Text (excerpt): “Use automated tools to identify {{ insert: param, cm-12.01_odp.01 }} on {{ insert: param, cm-12.01_odp.02 }} to ensure controls are in place to protect organizational information and individual privacy.” 1

What the operator must do:

  1. Fill in the blanks in a way that is testable:
  • cm-12.01_odp.01 (the “what”): the specific information you must be able to identify (examples: CUI, PII, secrets/keys, regulated financial data, health data, export-controlled data, internal-only data classes).
  • cm-12.01_odp.02 (the “where”): the specific system components you will scan (examples: endpoints, file shares, email, SaaS repositories, cloud object storage, databases, code repos, collaboration tools).
  1. Use automation (not spreadsheets and interviews) to locate that information on those components.

  2. Use the results to validate protection: confirm controls exist and are working for the discovered information (privacy and security), and remediate gaps.

Citations for this section are limited to the provided excerpt source 1.

Plain-English interpretation (what CM-12(1) means in practice)

You need a repeatable, automated way to answer: “Where is our sensitive data right now?” across your defined environment.
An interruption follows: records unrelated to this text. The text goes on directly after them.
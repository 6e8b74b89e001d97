//! The timed recording abstraction.
//!
//! A [`Recording`] is one measured operation: it is created at measurement
//! start, accumulates [`Tag`]s and handler [`Attachments`] while open, and is
//! stopped exactly once by the lifecycle framework that drives it. Handlers
//! receive the recording at each lifecycle callback and may read or mutate
//! it; after [`stop`](Recording::stop) the framework treats it as an
//! immutable snapshot.

use std::borrow::Cow;
use std::time::{Duration, SystemTime};

use crate::attachment::Attachments;
use crate::common::Tag;

/// Marks whether a tag is safe to use as a metrics dimension.
///
/// Low-cardinality tags have a bounded value set (an HTTP method, a status
/// class); high-cardinality tags do not (a user id, a full URL). The
/// correlation core projects both onto spans without distinction, but
/// metrics-oriented handlers only consume the low-cardinality set.
#[derive(Clone, Copy, Debug, PartialEq, Eq)]
pub enum Cardinality {
    /// Bounded value set; usable as a metrics dimension.
    Low,
    /// Unbounded value set; span-only.
    High,
}

/// Tags accumulated by one recording, partitioned by [`Cardinality`].
///
/// Within each partition, writes are last-write-wins per key and iteration
/// order is the (stable) first-insertion order of each key, so projecting a
/// fixed final tag set is deterministic.
#[derive(Debug, Default)]
pub struct TagSet {
    low: Vec<Tag>,
    high: Vec<Tag>,
}

impl TagSet {
    fn partition_mut(&mut self, cardinality: Cardinality) -> &mut Vec<Tag> {
        match cardinality {
            Cardinality::Low => &mut self.low,
            Cardinality::High => &mut self.high,
        }
    }

    /// Adds or replaces a tag in the given cardinality partition.
    pub fn insert(&mut self, cardinality: Cardinality, tag: Tag) {
        let tags = self.partition_mut(cardinality);
        match tags.iter_mut().find(|existing| existing.key == tag.key) {
            Some(existing) => existing.value = tag.value,
            None => tags.push(tag),
        }
    }

    /// Iterates the tags of one cardinality partition.
    pub fn with_cardinality(&self, cardinality: Cardinality) -> impl Iterator<Item = &Tag> {
        match cardinality {
            Cardinality::Low => self.low.iter(),
            Cardinality::High => self.high.iter(),
        }
    }

    /// Iterates all tags, low-cardinality first.
    pub fn all(&self) -> impl Iterator<Item = &Tag> {
        self.low.iter().chain(self.high.iter())
    }

    /// Returns `true` if no tag has been recorded.
    pub fn is_empty(&self) -> bool {
        self.low.is_empty() && self.high.is_empty()
    }
}

/// One measurement instance with a start/stop lifecycle.
///
/// # Examples
///
/// ```
/// use recording_tracing::{Recording, Tag};
///
/// let mut recording = Recording::start("http.server.requests");
/// recording.tag(Tag::new("http.method", "GET"));
/// recording.stop();
///
/// assert!(recording.duration().is_some());
/// ```
#[derive(Debug)]
pub struct Recording {
    name: Cow<'static, str>,
    start_time: SystemTime,
    stop_time: Option<SystemTime>,
    tags: TagSet,
    attachments: Attachments,
}

impl Recording {
    /// Starts a new recording with the current wall-clock time.
    pub fn start(name: impl Into<Cow<'static, str>>) -> Self {
        Recording::start_at(name, SystemTime::now())
    }

    /// Starts a new recording at an explicit start time.
    pub fn start_at(name: impl Into<Cow<'static, str>>, start_time: SystemTime) -> Self {
        Recording {
            name: name.into(),
            start_time,
            stop_time: None,
            tags: TagSet::default(),
            attachments: Attachments::new(),
        }
    }

    /// The name of the measured operation.
    pub fn name(&self) -> &str {
        &self.name
    }

    /// When the recording started.
    pub fn start_time(&self) -> SystemTime {
        self.start_time
    }

    /// When the recording stopped, if it has.
    pub fn stop_time(&self) -> Option<SystemTime> {
        self.stop_time
    }

    /// Returns `true` once the recording has been stopped.
    pub fn is_stopped(&self) -> bool {
        self.stop_time.is_some()
    }

    /// Stops the recording with the current wall-clock time.
    ///
    /// The first stop wins; repeated stops do not move the stop time.
    pub fn stop(&mut self) {
        self.stop_at(SystemTime::now());
    }

    /// Stops the recording at an explicit stop time. The first stop wins.
    pub fn stop_at(&mut self, stop_time: SystemTime) {
        self.stop_time.get_or_insert(stop_time);
    }

    /// The elapsed time between start and stop, if stopped.
    pub fn duration(&self) -> Option<Duration> {
        self.stop_time
            .and_then(|stop| stop.duration_since(self.start_time).ok())
    }

    /// Records a low-cardinality tag, replacing any previous value for the
    /// same key.
    pub fn tag(&mut self, tag: Tag) {
        self.tags.insert(Cardinality::Low, tag);
    }

    /// Records a high-cardinality tag, replacing any previous value for the
    /// same key.
    pub fn tag_high_cardinality(&mut self, tag: Tag) {
        self.tags.insert(Cardinality::High, tag);
    }

    /// All tags accumulated so far.
    pub fn tags(&self) -> &TagSet {
        &self.tags
    }

    /// Returns a reference to the attached value of type `T`, if any.
    pub fn attachment<T: 'static>(&self) -> Option<&T> {
        self.attachments.get()
    }

    /// Returns a mutable reference to the attached value of type `T`, if
    /// any.
    pub fn attachment_mut<T: 'static>(&mut self) -> Option<&mut T> {
        self.attachments.get_mut()
    }

    /// Attaches a value for the duration of this recording, replacing and
    /// returning any previous value of the same type.
    pub fn set_attachment<T: 'static>(&mut self, value: T) -> Option<T> {
        self.attachments.insert(value)
    }

    /// Detaches and returns the value of type `T`, if any.
    pub fn take_attachment<T: 'static>(&mut self) -> Option<T> {
        self.attachments.remove()
    }
}

#[cfg(test)]
mod tests {
    use super::*;

    #[test]
    fn stop_is_first_write_wins() {
        let start = SystemTime::UNIX_EPOCH;
        let mut recording = Recording::start_at("op", start);
        assert!(!recording.is_stopped());
        assert_eq!(recording.duration(), None);

        recording.stop_at(start + Duration::from_millis(10));
        recording.stop_at(start + Duration::from_millis(99));

        assert_eq!(recording.duration(), Some(Duration::from_millis(10)));
    }

    #[test]
    fn tags_are_last_write_wins_per_key() {
        let mut recording = Recording::start("op");
        recording.tag(Tag::new("outcome", "UNKNOWN"));
        recording.tag(Tag::new("http.method", "GET"));
        recording.tag(Tag::new("outcome", "SUCCESS"));

        let tags: Vec<_> = recording.tags().all().cloned().collect();
        assert_eq!(
            tags,
            vec![
                Tag::new("outcome", "SUCCESS"),
                Tag::new("http.method", "GET"),
            ]
        );
    }

    #[test]
    fn cardinality_partitions_are_separate() {
        let mut recording = Recording::start("op");
        recording.tag(Tag::new("http.method", "GET"));
        recording.tag_high_cardinality(Tag::new("http.url", "/orders/1234"));

        assert_eq!(recording.tags().with_cardinality(Cardinality::Low).count(), 1);
        assert_eq!(
            recording.tags().with_cardinality(Cardinality::High).count(),
            1
        );
        assert_eq!(recording.tags().all().count(), 2);
    }

    #[test]
    fn attachments_live_with_the_recording() {
        struct Marker(u8);

        let mut recording = Recording::start("op");
        assert!(recording.attachment::<Marker>().is_none());

        recording.set_attachment(Marker(7));
        assert_eq!(recording.attachment::<Marker>().map(|m| m.0), Some(7));

        recording.attachment_mut::<Marker>().unwrap().0 = 9;
        assert_eq!(recording.take_attachment::<Marker>().map(|m| m.0), Some(9));
        assert!(recording.attachment::<Marker>().is_none());
    }
}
Then you must show that discovered data is protected according to your policies (access restrictions, encryption, retention, monitoring, and privacy handling). Manual data inventories may support planning, but they do not satisfy the “automated tools” expectation by themselves 1.

Who it applies to (entity and operational context)

This requirement is commonly implemented by:

  • Federal information systems implementing NIST SP 800-53 controls 2.
  • Contractor systems handling federal data, including environments that store or process government-provided or government-related sensitive information 2.

Operationally, it applies wherever your organization processes information that demands tighter handling (security and privacy), especially in:

  • Hybrid environments (on-prem + cloud)
  • High-collaboration tool stacks (document sharing, messaging, ticketing attachments)
  • Developer ecosystems (code repos, CI logs, artifact stores)
  • Third-party hosted data stores where you still own data protection outcomes

What you actually need to do (step-by-step)

Step 1: Define the “what” (information types) with precision

Produce a short list of information categories the tool must detect. Keep it auditable:

  • Map each category to a policy basis (data classification standard, privacy policy, contract requirements).
  • Define match logic at a high level: labels, metadata tags, regex patterns, fingerprinting, ML classifiers, exact data match, or keyword dictionaries.

Deliverable: “CM-12(1) Information Identification Scope” (one page).

Step 2: Define the “where” (system components) as an inventory-backed scope

Build a scoped list of repositories and components to scan:

  • Endpoints (managed devices)
  • File shares and NAS
  • Email and collaboration suites
  • Cloud storage (object/block/file)
  • Databases and data warehouses
  • Source code repos and CI/CD artifacts
  • Backups (include or explicitly exclude with rationale)

Tie scope to your asset inventory/CMDB so additions trigger review.

Deliverable: “CM-12(1) System Components in Scope” list, with owners.

Step 3: Select automated discovery tooling that matches the scope

Pick tools based on coverage, not popularity. Common patterns:

  • DLP/data discovery for content scanning and classification across endpoints and SaaS
  • CASB/SSPM for SaaS discovery and policy enforcement signals
  • CSPM for cloud storage misconfiguration plus sensitive-data signals where supported
  • eDiscovery for enterprise content repositories
  • Secrets scanning for code repos and build logs

Minimum operator checks:

  • Can it scan the in-scope components?
  • Can it detect the in-scope information types?
  • Can you export logs/results and preserve them?
  • Can it integrate with ticketing/IRM for remediation?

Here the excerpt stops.